[Collected data]
[Start of Attachment]

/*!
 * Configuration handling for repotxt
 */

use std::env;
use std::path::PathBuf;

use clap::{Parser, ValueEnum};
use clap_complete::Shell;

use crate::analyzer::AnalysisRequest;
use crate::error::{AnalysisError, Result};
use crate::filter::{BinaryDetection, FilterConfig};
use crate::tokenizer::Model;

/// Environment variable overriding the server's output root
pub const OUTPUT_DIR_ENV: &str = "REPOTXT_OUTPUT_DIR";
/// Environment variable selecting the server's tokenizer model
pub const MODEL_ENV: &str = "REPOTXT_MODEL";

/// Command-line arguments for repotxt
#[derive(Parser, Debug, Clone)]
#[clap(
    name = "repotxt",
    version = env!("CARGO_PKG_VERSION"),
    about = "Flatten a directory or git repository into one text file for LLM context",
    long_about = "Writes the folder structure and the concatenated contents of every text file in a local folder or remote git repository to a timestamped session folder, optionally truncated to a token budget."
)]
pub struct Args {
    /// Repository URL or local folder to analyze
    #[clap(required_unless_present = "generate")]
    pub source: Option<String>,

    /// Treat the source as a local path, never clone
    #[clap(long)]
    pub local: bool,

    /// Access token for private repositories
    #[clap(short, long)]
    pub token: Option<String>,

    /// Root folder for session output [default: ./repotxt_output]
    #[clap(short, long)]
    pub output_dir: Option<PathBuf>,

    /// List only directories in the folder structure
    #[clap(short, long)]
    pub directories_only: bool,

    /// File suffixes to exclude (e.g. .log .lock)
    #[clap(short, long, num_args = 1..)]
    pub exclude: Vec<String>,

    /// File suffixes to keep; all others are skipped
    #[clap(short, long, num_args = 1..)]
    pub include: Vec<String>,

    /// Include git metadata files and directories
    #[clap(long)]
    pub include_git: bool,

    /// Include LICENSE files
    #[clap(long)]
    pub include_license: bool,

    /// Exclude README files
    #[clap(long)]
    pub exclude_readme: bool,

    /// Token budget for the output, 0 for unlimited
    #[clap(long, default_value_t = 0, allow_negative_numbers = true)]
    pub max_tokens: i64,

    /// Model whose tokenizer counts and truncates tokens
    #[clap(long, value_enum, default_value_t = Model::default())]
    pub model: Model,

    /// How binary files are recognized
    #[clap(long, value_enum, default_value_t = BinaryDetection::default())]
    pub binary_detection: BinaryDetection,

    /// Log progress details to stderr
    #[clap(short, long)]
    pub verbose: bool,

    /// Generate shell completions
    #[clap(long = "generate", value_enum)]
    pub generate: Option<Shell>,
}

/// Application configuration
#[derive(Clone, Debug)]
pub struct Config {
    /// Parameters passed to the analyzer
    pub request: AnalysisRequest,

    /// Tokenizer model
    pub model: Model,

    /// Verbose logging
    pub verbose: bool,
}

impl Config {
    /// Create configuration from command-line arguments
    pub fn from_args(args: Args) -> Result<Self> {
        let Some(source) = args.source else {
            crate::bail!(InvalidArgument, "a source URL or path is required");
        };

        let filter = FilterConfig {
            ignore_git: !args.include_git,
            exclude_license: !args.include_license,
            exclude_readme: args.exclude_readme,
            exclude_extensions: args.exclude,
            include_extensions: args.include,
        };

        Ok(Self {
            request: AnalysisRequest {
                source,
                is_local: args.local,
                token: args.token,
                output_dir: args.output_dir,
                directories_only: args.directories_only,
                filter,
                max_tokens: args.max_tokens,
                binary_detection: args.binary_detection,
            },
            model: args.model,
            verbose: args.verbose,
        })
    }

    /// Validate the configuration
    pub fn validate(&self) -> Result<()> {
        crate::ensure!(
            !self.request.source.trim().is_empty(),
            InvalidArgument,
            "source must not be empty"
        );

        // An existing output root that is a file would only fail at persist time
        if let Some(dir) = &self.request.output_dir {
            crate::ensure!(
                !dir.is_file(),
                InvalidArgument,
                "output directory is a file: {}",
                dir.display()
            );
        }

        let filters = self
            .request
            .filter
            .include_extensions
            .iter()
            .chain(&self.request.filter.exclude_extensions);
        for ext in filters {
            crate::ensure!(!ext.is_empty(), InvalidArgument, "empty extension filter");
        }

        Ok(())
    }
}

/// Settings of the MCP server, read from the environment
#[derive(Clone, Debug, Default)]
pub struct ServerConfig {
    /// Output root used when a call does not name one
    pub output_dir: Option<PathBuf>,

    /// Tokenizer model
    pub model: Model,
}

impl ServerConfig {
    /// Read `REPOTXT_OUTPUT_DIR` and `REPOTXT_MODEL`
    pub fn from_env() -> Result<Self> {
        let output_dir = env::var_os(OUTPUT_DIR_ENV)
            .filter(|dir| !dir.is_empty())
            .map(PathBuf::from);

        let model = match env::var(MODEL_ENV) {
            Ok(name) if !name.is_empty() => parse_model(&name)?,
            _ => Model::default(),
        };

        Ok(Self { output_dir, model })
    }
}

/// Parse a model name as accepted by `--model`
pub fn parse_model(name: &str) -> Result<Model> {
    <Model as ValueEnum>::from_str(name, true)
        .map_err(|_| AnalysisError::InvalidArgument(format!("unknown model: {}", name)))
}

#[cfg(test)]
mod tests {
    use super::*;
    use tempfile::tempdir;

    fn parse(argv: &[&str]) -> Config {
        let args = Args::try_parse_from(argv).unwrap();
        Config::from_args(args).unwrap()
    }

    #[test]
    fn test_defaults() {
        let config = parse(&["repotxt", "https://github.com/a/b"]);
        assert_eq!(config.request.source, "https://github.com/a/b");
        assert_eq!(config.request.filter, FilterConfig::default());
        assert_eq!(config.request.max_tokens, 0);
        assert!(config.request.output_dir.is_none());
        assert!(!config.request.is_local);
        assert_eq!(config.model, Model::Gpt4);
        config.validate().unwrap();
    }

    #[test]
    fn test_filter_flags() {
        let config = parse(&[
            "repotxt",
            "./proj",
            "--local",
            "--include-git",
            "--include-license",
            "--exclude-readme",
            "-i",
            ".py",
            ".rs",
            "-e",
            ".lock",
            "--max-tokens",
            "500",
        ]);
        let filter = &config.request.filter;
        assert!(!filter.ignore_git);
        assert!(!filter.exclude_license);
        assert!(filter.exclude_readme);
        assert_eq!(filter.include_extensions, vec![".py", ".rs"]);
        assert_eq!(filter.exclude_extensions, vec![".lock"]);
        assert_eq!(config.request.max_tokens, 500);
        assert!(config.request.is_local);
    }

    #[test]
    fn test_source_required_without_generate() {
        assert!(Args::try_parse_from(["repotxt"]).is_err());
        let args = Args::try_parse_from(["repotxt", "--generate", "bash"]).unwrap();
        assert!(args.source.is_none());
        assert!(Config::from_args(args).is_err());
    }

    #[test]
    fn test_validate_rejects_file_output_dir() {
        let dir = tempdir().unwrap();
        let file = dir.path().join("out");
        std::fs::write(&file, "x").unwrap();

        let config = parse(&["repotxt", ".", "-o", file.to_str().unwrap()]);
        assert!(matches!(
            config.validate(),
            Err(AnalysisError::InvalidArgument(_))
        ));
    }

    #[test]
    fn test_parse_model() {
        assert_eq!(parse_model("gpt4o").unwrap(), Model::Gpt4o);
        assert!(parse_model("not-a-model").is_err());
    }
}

[End of Attachment]

* [Exercise prompt]: Starting with the line above that holds "output [default: ./repotxt_output]" and stopping with the line that holds "(e.g. .log .lock)", reproduce each line exactly, omitting all other lines.

* [Result of this task]:
    /// Root folder for session output [default: ./repotxt_output]
    #[clap(short, long)]
    pub output_dir: Option<PathBuf>,

    /// List only directories in the folder structure
    #[clap(short, long)]
    pub directories_only: bool,

    /// File suffixes to exclude (e.g. .log .lock)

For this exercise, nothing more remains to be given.